Liberation

Le glas des vins glouglous a-t-il vraiment sonné ?

logo de Liberation Liberation 12.06.2023 14:24:32 Marie-Eve Lacasse
Château Barouillet

«Appelez cela une phase gothique, appelez cela la fin de l'ère poptimiste du vin naturel, appelez cela une explosion créative, mais il est clair que, du moins en ce qui concerne le chic du vin naturel, nous sommes entrés dans un monde post-glou», affirmait sans vergogne le 2 mai le site new yorkais Punch Drink, spécialisé dans l'actu des cocktails et des alcools. Honnêtement, on n'était pas prête. Que s'est-il donc passé pour qu'une telle eschatologie nous parvienne par-delà l'Atlantique ?

On vous entend, les grincheux : «Ah voilà, c'est enfin terminé, les vins au goût de petit poney ! Ces trucs de bobos vendus qu'à Paris !» Du calme. Ce n'est pas tout à fait le propos.

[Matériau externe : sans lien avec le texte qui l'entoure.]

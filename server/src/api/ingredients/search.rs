use axum::{
    extract::{Query, State},
    http::StatusCode,
    response::IntoResponse,
    Json,
};
use diesel::prelude::*;
use serde::{Deserialize, Serialize};
use utoipa::{IntoParams, ToSchema};

use tureen_core::IngredientRecord;

use crate::api::ErrorResponse;
use crate::get_conn;
use crate::models::IngredientRow;
use crate::schema::ingredients;
use crate::SharedState;

const MAX_RESULTS: i64 = 50;

#[derive(Debug, Clone, Deserialize, IntoParams)]
pub struct SearchParams {
    /// Case-insensitive substring to match against ingredient names.
    pub q: String,
}

#[derive(Debug, Clone, Serialize, ToSchema)]
pub struct SearchIngredientsResponse {
    pub ingredients: Vec<IngredientRecord>,
}

#[utoipa::path(
    get,
    path = "/api/ingredients/search",
    tag = "ingredients",
    params(SearchParams),
    responses(
        (status = 200, description = "Ingredients whose name contains the query", body = SearchIngredientsResponse),
        (status = 500, description = "Catalog unavailable", body = ErrorResponse)
    )
)]
pub async fn search_ingredients(
    State(state): State<SharedState>,
    Query(params): Query<SearchParams>,
) -> impl IntoResponse {
    let mut conn = get_conn!(state.pool);

    // ILIKE treats % and _ as wildcards; escape them so the query stays a
    // literal substring match.
    let escaped = params
        .q
        .replace('\\', "\\\\")
        .replace('%', "\\%")
        .replace('_', "\\_");

    let rows: Vec<IngredientRow> = match ingredients::table
        .filter(ingredients::name.ilike(format!("%{escaped}%")))
        .select(IngredientRow::as_select())
        .order((ingredients::created_at.asc(), ingredients::id.asc()))
        .limit(MAX_RESULTS)
        .load(&mut conn)
    {
        Ok(rows) => rows,
        Err(err) => {
            tracing::error!(error = %err, "failed to search ingredients");
            return (
                StatusCode::INTERNAL_SERVER_ERROR,
                Json(ErrorResponse {
                    error: "Catalog unavailable".to_string(),
                }),
            )
                .into_response();
        }
    };

    match rows
        .into_iter()
        .map(IngredientRow::into_record)
        .collect::<Result<Vec<_>, _>>()
    {
        Ok(ingredients) => {
            (StatusCode::OK, Json(SearchIngredientsResponse { ingredients })).into_response()
        }
        Err(err) => {
            tracing::error!(error = %err, "catalog row failed to convert");
            (
                StatusCode::INTERNAL_SERVER_ERROR,
                Json(ErrorResponse {
                    error: "Catalog unavailable".to_string(),
                }),
            )
                .into_response()
        }
    }
}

En réalité, les vins naturels, ces vins libres vinifiés sans intrants, nous ont habitués, il est vrai, à un profil de grande buvabilité (glouglou pour les intimes ; une sorte de limonade pour adultes). Soit des vins de soif qu'on peut boire en quantité déraisonnable et sans - quasiment - d'effets secondaires ; des vins délicieux, parfois déviants mais de mieux en mieux faits, qui racontent de belles histoires et offrent une palette aromatique infinie. Une fois tombé dedans, on ne s'en remet pas. Mais on peut supposer qu'un certain âge d'or du vin glouglou est atteint ; que les amateurs de vins naturels, s'ils en boivent, grosso modo, depuis dix ans, puissent avoir envie de découvrir (ou de retourner vers) des vins plus denses, avec plus de matière, de profondeur. En d'autres mots, boire moins et boire mieux, pour sortir (enfin ?) de l'infernale dictature du glou.

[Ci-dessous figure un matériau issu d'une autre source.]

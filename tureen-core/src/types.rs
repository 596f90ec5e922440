//! Core domain types shared by the resolver, the aggregator and the server.

use serde::{Deserialize, Serialize};
use uuid::Uuid;

/// Measurement unit an ingredient's nutrient values are expressed against.
///
/// For `Gram` and `Milliliter` the nutrient fields on [`IngredientRecord`]
/// are per 100 units; for `Piece` they are per single piece.
#[derive(Debug, Clone, Copy, PartialEq, Eq, Serialize, Deserialize)]
#[cfg_attr(feature = "openapi", derive(utoipa::ToSchema))]
pub enum MeasurementUnit {
    #[serde(rename = "g")]
    Gram,
    #[serde(rename = "ml")]
    Milliliter,
    #[serde(rename = "piece")]
    Piece,
}

impl MeasurementUnit {
    pub const ALL: &'static [MeasurementUnit] = &[
        MeasurementUnit::Gram,
        MeasurementUnit::Milliliter,
        MeasurementUnit::Piece,
    ];

    pub fn as_str(&self) -> &'static str {
        match self {
            MeasurementUnit::Gram => "g",
            MeasurementUnit::Milliliter => "ml",
            MeasurementUnit::Piece => "piece",
        }
    }

    pub fn from_str(s: &str) -> Option<Self> {
        match s {
            "g" => Some(MeasurementUnit::Gram),
            "ml" => Some(MeasurementUnit::Milliliter),
            "piece" => Some(MeasurementUnit::Piece),
            _ => None,
        }
    }
}

/// A canonical catalog entry with per-100-unit (or per-piece) nutrition values.
///
/// Records are immutable once created; the resolver only ever reads them or
/// adds new ones.
#[derive(Debug, Clone, Serialize, Deserialize)]
#[cfg_attr(feature = "openapi", derive(utoipa::ToSchema))]
pub struct IngredientRecord {
    pub id: Uuid,
    pub name: String,
    pub calories: f64,
    pub protein: f64,
    pub carbohydrates: f64,
    pub fats: f64,
    pub unit: MeasurementUnit,
    pub category: String,
}

/// Fields for creating a new catalog entry (everything except the id).
#[derive(Debug, Clone, Serialize, Deserialize)]
#[cfg_attr(feature = "openapi", derive(utoipa::ToSchema))]
pub struct NewIngredient {
    pub name: String,
    pub calories: f64,
    pub protein: f64,
    pub carbohydrates: f64,
    pub fats: f64,
    pub unit: MeasurementUnit,
    pub category: String,
}

impl NewIngredient {
    /// Generic conservative estimates for an ingredient we know nothing about.
    ///
    /// The name is stored unchanged so the placeholder is exactly matchable
    /// on the next lookup.
    pub fn placeholder(name: &str) -> Self {
        Self {
            name: name.to_string(),
            calories: 50.0,
            protein: 5.0,
            carbohydrates: 10.0,
            fats: 1.0,
            unit: MeasurementUnit::Gram,
            category: "Unknown".to_string(),
        }
    }
}

/// A free-text ingredient line awaiting resolution (user-typed or
/// LLM-generated).
#[derive(Debug, Clone, PartialEq, Serialize, Deserialize)]
#[cfg_attr(feature = "openapi", derive(utoipa::ToSchema))]
pub struct IngredientRef {
    pub name: String,
    pub quantity: f64,
    pub unit: String,
}

/// A resolved recipe line: a catalog record plus the caller's quantity and
/// unit string.
///
/// The unit string is kept verbatim from the caller and is never reconciled
/// with the record's declared unit; aggregation classifies it on its own.
#[derive(Debug, Clone, Serialize)]
#[cfg_attr(feature = "openapi", derive(utoipa::ToSchema))]
pub struct ResolvedLine {
    pub record: IngredientRecord,
    pub quantity: f64,
    pub unit: String,
}

/// Whole-recipe nutrition totals.
///
/// Exactly these four field names are the output contract; callers persist
/// them verbatim.
#[derive(Debug, Clone, Copy, Default, PartialEq, Serialize, Deserialize)]
#[cfg_attr(feature = "openapi", derive(utoipa::ToSchema))]
pub struct NutritionTotals {
    pub calories: f64,
    pub protein: f64,
    pub carbs: f64,
    pub fat: f64,
}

Le 8 mai, c'est le podcast américain VinePair qui surenchérit en répondant à la question, comme si c'était une évidence : «Pourquoi le vin naturel est-il en déclin ?» «Certains qualifient le produit d'intéressant et de rafraîchissant, tandis que de nombreux amateurs se grattent la tête, se demandant comment un produit défectueux peut acquérir une telle légitimité. S'agit-il en fait d'une question de bonne vinification ou d'une question de marketing intelligent et de conception d'étiquettes ?» La rhétorique est impitoyable : le vin naturel serait plein de défauts, mais comme les étiquettes sont mignonnes et le produit à la mode, on en achèterait quand même.

On peut se demander, déjà, pourquoi ces critiques viennent d'Amérique. Peut-être que, vu des côtes ouest et est, elles sont vraiment fondées : les vins naturels sont protégés par une faible quantité de soufre à la mise en bouteille et sont plus assujettis aux variations de température, au transport et aux chocs. Exportés à des dizaines de milliers de kilomètres, les risques, statistiquement, sont plus grands qu'ils s'abîment et développent des défauts. Sachant que le prix des bouteilles de vin naturel aux Etats-Unis est stratosphérique, on peut comprendre le désenchantement.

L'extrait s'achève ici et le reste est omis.